Con el fin de la pandemia, se puso en marcha el emprendimiento turístico de Nicolás y Natalia. “La Capilla” ya tiene espacio para carpas, estacionamiento de autos y hasta los chicos cocinan a pedido de los visitantes. La pareja junto a la nena y un segunda hija que viene en camino se mudaron a un viejo gallinero que empezaron a restaurar. “Es una vieja edificación de ladrillos gruesos y techo de chapa. Tenemos el baño a 20 metros y la cocina integrada. Igual nosotros somos felices”, resalta Luna.
En “La Capilla” aceptan unas 40 personas por fin de semana. “La idea es que todos puedan disfrutar sin estar apiñados”, explica Nicolás. La pareja ya empezó a construir las cabañas y en el futuro hasta planean su propia casa en una punta del predio. “En un lugar detrás de pequeño bosque para no molestar a los visitantes y, además, tener una linda vista de los atardeceres”, cuenta Luna.
El vuelco en la vida de la pareja fue total. Pasaron de ese departamento en Ballester a una vida de campo puro. Los chicos tienen algunas vacas y ganzos que deambulan por su campo. “Éramos cero bichos en Buenos Aires. Y acá de golpe cambiamos. Igual si veo una araña de más de 3 centímetros no te voy a mentir: nos asustamos”, cuentan a dúo Nicolás y Natalia, mientras se ríen al recordar alguna noche que tuvieron que matar uno de esos insectos con la ojota.
El cambio incluyó acomodarse a una de las costumbres de la llanura pampeana. Nicolás comparte con su vecino unas 10 vacas. Cada año matan a una y se reparten la carne entre los dos. “Ya me tocó tres veces hacerlo desde que llegué a Castilla. Al principio me daba mucho miedo. Y los gauchos de acá lo toman como algo normal. ¿Por qué no lo vas a hacer? La necesitamos para comer”.
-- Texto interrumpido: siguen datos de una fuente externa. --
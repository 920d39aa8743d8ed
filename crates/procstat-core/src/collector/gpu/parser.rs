//! Parsers for `nvidia-smi` output.

/// One row of `nvidia-smi pmon -s u -c 1`.
#[derive(Debug, Clone, PartialEq, Eq)]
pub struct PmonRow {
    pub gpu: String,
    pub pid: u32,
    pub sm_percent: u32,
    pub mem_percent: u32,
}

/// One row of `nvidia-smi --query-compute-apps=pid,used_memory,gpu_index`.
#[derive(Debug, Clone, PartialEq, Eq)]
pub struct ComputeAppRow {
    pub pid: u32,
    pub used_memory_mib: u64,
    pub gpu: String,
}

/// Parses `pmon` output.
///
/// Expected columns: `gpu pid type sm mem enc dec [jpg ofa] command`. Header
/// lines start with `#`; idle GPUs are reported with `-` as pid and skipped.
/// Utilization columns that are `-` (not sampled) count as 0.
pub fn parse_pmon(output: &str) -> Vec<PmonRow> {
    let mut rows = Vec::new();

    for line in output.lines() {
        let line = line.trim();
        if line.is_empty() || line.starts_with('#') {
            continue;
        }

        let parts: Vec<&str> = line.split_whitespace().collect();
        if parts.len() < 8 {
            continue;
        }

        let Ok(pid) = parts[1].parse::<u32>() else {
            continue;
        };

        rows.push(PmonRow {
            gpu: parts[0].to_string(),
            pid,
            sm_percent: parts[3].parse().unwrap_or(0),
            mem_percent: parts[4].parse().unwrap_or(0),
        });
    }

    rows
}

/// Parses `--query-compute-apps` CSV output (`noheader,nounits`).
pub fn parse_compute_apps(output: &str) -> Vec<ComputeAppRow> {
    let mut rows = Vec::new();

    for line in output.lines() {
        let parts: Vec<&str> = line.split(',').map(str::trim).collect();
        if parts.len() < 3 {
            continue;
        }

        let (Ok(pid), Ok(used_memory_mib)) = (parts[0].parse::<u32>(), parts[1].parse::<u64>())
        else {
            continue;
        };

        rows.push(ComputeAppRow {
            pid,
            used_memory_mib,
            gpu: parts[2].to_string(),
        });
    }

    rows
}

#[cfg(test)]
mod tests {
    use super::*;

    const PMON: &str = "\
# gpu         pid   type     sm    mem    enc    dec    jpg    ofa    command
# Idx           #    C/G      %      %      %      %      %      %    name
    0       2584     C     87     41      -      -      -      -    python3
    0       3056     G      -      -      -      -      -      -    Xorg
    1          -     -      -      -      -      -      -      -    -
    1       4100     C     12      3      -      -      -      -    python3
";

    #[test]
    fn test_parse_pmon() {
        let rows = parse_pmon(PMON);
        assert_eq!(rows.len(), 3);

        assert_eq!(
            rows[0],
            PmonRow {
                gpu: "0".to_string(),
                pid: 2584,
                sm_percent: 87,
                mem_percent: 41,
            }
        );
        // Unsampled utilization reads as zero
        assert_eq!(rows[1].sm_percent, 0);
        assert_eq!(rows[1].mem_percent, 0);
        assert_eq!(rows[2].gpu, "1");
        assert_eq!(rows[2].pid, 4100);
    }

    #[test]
    fn test_parse_pmon_older_format() {
        // Drivers before jpg/ofa columns print 8 columns
        let output = "# gpu pid type sm mem enc dec command\n    0  77  C  5  1  0  0  app\n";
        let rows = parse_pmon(output);
        assert_eq!(rows.len(), 1);
        assert_eq!(rows[0].pid, 77);
        assert_eq!(rows[0].sm_percent, 5);
    }

    #[test]
    fn test_parse_pmon_empty_and_short_lines() {
        assert!(parse_pmon("").is_empty());
        assert!(parse_pmon("0 123 C 5\n").is_empty());
    }

    #[test]
    fn test_parse_compute_apps() {
        let output = "2584, 10240, 0\n4100, 512, 1\nnot, a, row\n\n7, 1\n";
        let rows = parse_compute_apps(output);

        assert_eq!(
            rows,
            vec![
                ComputeAppRow {
                    pid: 2584,
                    used_memory_mib: 10240,
                    gpu: "0".to_string(),
                },
                ComputeAppRow {
                    pid: 4100,
                    used_memory_mib: 512,
                    gpu: "1".to_string(),
                },
            ]
        );
    }

    #[test]
    fn test_parse_compute_apps_not_supported() {
        // Some GPUs report the column as unavailable
        let rows = parse_compute_apps("2584, [N/A], 0\n");
        assert!(rows.is_empty());
    }
}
Así, le tocó dar el mazazo sobre la cabeza del animal y todo el proceso hasta obtener la carne que se reparte. “La frizamos y nos dura casi un año”, explica Luna. Nicolás y Natalia llevan 3 años de esta nueva vida. Tienen Internet, pero non TV, y su hija se cría libre entre árboles y atardeceres que hacen que el cielo explote de naranja. En los pocos viajes que hacen a Chivilcoy para alguna compra, la nena se sorprende al ver “tantos autos juntos”. Al rato ya pide volver al silencio de Castilla porque otra vez está por caer la tarde y la espera su tronco para sentarse a observar como se va el sol. Tan simple y hermoso como eso.